On 26 Sep 2002 at 14:05, Shridhar Daithankar wrote:

Some time back I posted a query to build a site with 150GB of database. In

last

couple of weeks, lots of things were tested at my place and there are some
results and again some concerns.

2) Creating index takes huge amount of time.
Load time: 14581 sec/~8600 rows persec/~ an MB of data per sec.
Create unique composite index on 2 char and a timestamp field: 25226 sec.
Database size on disk: 26GB
Select query: 1.5 sec. for approx. 150 rows.

I never tried 150GB of data, but 10GB of data, and this worked fine for me.
Maybe it will help if you post your table schema, including which indexes you
use, and the average size of one tuple.

Import Notes

Resolved by subject fallback

Shridhar Daithankar

shridhar_daithankar@persistent.co.in

over 23 years ago

In reply to: Mario Weilguni (#6)

hackersgeneral

Re: [HACKERS] Performance while loading data and indexing

On 26 Sep 2002 at 11:17, Mario Weilguni wrote:

On 26 Sep 2002 at 14:05, Shridhar Daithankar wrote:

Some time back I posted a query to build a site with 150GB of database. In

last

couple of weeks, lots of things were tested at my place and there are some
results and again some concerns.

2) Creating index takes huge amount of time.
Load time: 14581 sec/~8600 rows persec/~ an MB of data per sec.
Create unique composite index on 2 char and a timestamp field: 25226 sec.
Database size on disk: 26GB
Select query: 1.5 sec. for approx. 150 rows.

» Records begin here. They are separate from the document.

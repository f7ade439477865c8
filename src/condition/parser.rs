//! Condition node parser
//!
//! Parses the recursive condition structure of a rule document into the
//! typed tree, enforcing the schema's shape rules: a comparison node
//! carries exactly the three comparison fields, a composite node carries
//! exactly one of "and"/"or"/"not", and "and"/"or" need at least two
//! children.

use crate::condition::ast::{Comparison, Condition, Operator};
use crate::error::{CleaningError, Result};
use serde_json::Value;

const KEY_COLUMN: &str = "assembled_column_name";
const KEY_OPERATOR: &str = "comparison_operator_id";
const KEY_VALUE: &str = "comparator_value";

/// Parse a condition node from a rule document into the typed tree
pub fn parse_condition(node: &Value) -> Result<Condition> {
    let obj = match node.as_object() {
        Some(obj) => obj,
        None => {
            return Err(CleaningError::InvalidDocument(
                "condition node must be an object".to_string(),
            ))
        }
    };

    if obj.contains_key(KEY_COLUMN)
        || obj.contains_key(KEY_OPERATOR)
        || obj.contains_key(KEY_VALUE)
    {
        return parse_comparison(obj);
    }

    let mut entries = obj.iter();
    let (key, value) = match (entries.next(), entries.next()) {
        (Some(entry), None) => entry,
        _ => {
            return Err(CleaningError::InvalidDocument(
                "composite condition node must have exactly one property".to_string(),
            ))
        }
    };

    match key.as_str() {
        "and" => Ok(Condition::And(parse_children(value, "and")?)),
        "or" => Ok(Condition::Or(parse_children(value, "or")?)),
        "not" => Ok(Condition::Not(Box::new(parse_condition(value)?))),
        other => Err(CleaningError::InvalidDocument(format!(
            "unknown condition form: {}",
            other
        ))),
    }
}

fn parse_children(value: &Value, form: &str) -> Result<Vec<Condition>> {
    let items = match value.as_array() {
        Some(items) => items,
        None => {
            return Err(CleaningError::InvalidDocument(format!(
                "'{}' must be an array of condition nodes",
                form
            )))
        }
    };

    if items.len() < 2 {
        return Err(CleaningError::InvalidDocument(format!(
            "'{}' needs at least two children, got {}",
            form,
            items.len()
        )));
    }

    items.iter().map(parse_condition).collect()
}

fn parse_comparison(obj: &serde_json::Map<String, Value>) -> Result<Condition> {
    for key in obj.keys() {
        if key != KEY_COLUMN && key != KEY_OPERATOR && key != KEY_VALUE {
            return Err(CleaningError::InvalidDocument(format!(
                "unexpected property '{}' in comparison node",
                key
            )));
        }
    }

    let column = obj
        .get(KEY_COLUMN)
        .and_then(Value::as_str)
        .ok_or_else(|| {
            CleaningError::InvalidDocument(format!("comparison node needs a string '{}'", KEY_COLUMN))
        })?
        .to_string();

    let operator_id = obj
        .get(KEY_OPERATOR)
        .and_then(Value::as_i64)
        .ok_or_else(|| {
            CleaningError::InvalidDocument(format!(
                "comparison node needs an integer '{}'",
                KEY_OPERATOR
            ))
        })?;
    let operator = Operator::from_id(operator_id)?;

    let value = obj
        .get(KEY_VALUE)
        .and_then(Value::as_f64)
        .ok_or_else(|| {
            CleaningError::InvalidDocument(format!(
                "comparison node needs a numeric '{}'",
                KEY_VALUE
            ))
        })?;

    Ok(Condition::Comparison(Comparison {
        column,
        operator,
        value,
    }))
}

I never tried 150GB of data, but 10GB of data, and this worked fine for me.
Maybe it will help if you post your table schema, including which indexes you
use, and the average size of one tuple.

Well the test runs were for 10GB of data. Schema is attached. Read in fixed
fonts..Last nullable fields are dummies but may be used in fututre and varchars
are not acceptable(Not my requirement). Tuple size is around 100 bytes..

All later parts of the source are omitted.